E9 真実とは
(そもそも、あのデバイスの正体も知りたいしさ)
悪い感情に浸っても良くないことくらい分かっている。分かっているが、ときには立ち止まって、そういった感情に耳を傾けなければならない。
その矢先、インターホンが鳴った。
(ま、飯食ってから考えても良いか)
出前だろう。一応インターホン越しに声がけしてみる。
「はい~」
「デリバルです」
「ちょっと待っていてください~」
ベランダで酒とタバコに浸る守原に、ライデンは知らせに行く。
「美夢さん、デリバル来ましたよ」
「うぃ~。ひっく。デリバル? そんなん、頼んだ覚えが」
「もうお酒は没収ですね」守原の酒を手に取る。「玄関に配達員さんがいるので、受け取ってください。私は家主じゃないので」
「はーい……」露骨にうなだれる。
(おれだって酒は飲んでいたけど、これじゃ依存症だぞ? 大丈夫かよ、お隣さん)
千鳥足でデリバリーの荷物を受け取り、守原はなんとかベッドにもたれる。
「食べないんですか?」
「気持ち悪い……」首を曲げ、頭を下に落とす。
「こんな暑さの中、焼酎をそのまま飲んでいたら脱水するんじゃないんですか? ほら、お酒って水分なくなるって言うでしょ?」
「あれはあたしの命の水だから、きっと大丈夫……気持ち悪い」
「大丈夫そうには見えないですけどね……」
仕方ないので、コップに水道水を入れて守原へと渡す。この家、天然水すら置いていない。とても恐ろしいことに存在する飲み物は、本当に酒だけである。良く今まで死ななかったものだ。

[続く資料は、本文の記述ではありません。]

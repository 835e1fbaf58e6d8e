// src/content/handlers/mod.rs

pub mod bookings;
pub mod regions;
pub mod testimonials;
pub mod tours;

「ありがとぅ~……。あー、美味しい。水がうまい。部活帰りみたい」
「なんの部活していたんですか?」
「中学は陸上部で、高校はバスケ部。ライナちゃんの視線だと分かんないかもだけど、あたしって結構身長高いのよ……おぇえ。あ、大丈夫だから」
正直、この状態で外へ出たら巨人国家に入れられたと勘違いしかねないほど、ライデンの身長は縮んでいる。140センチ前半といったところか。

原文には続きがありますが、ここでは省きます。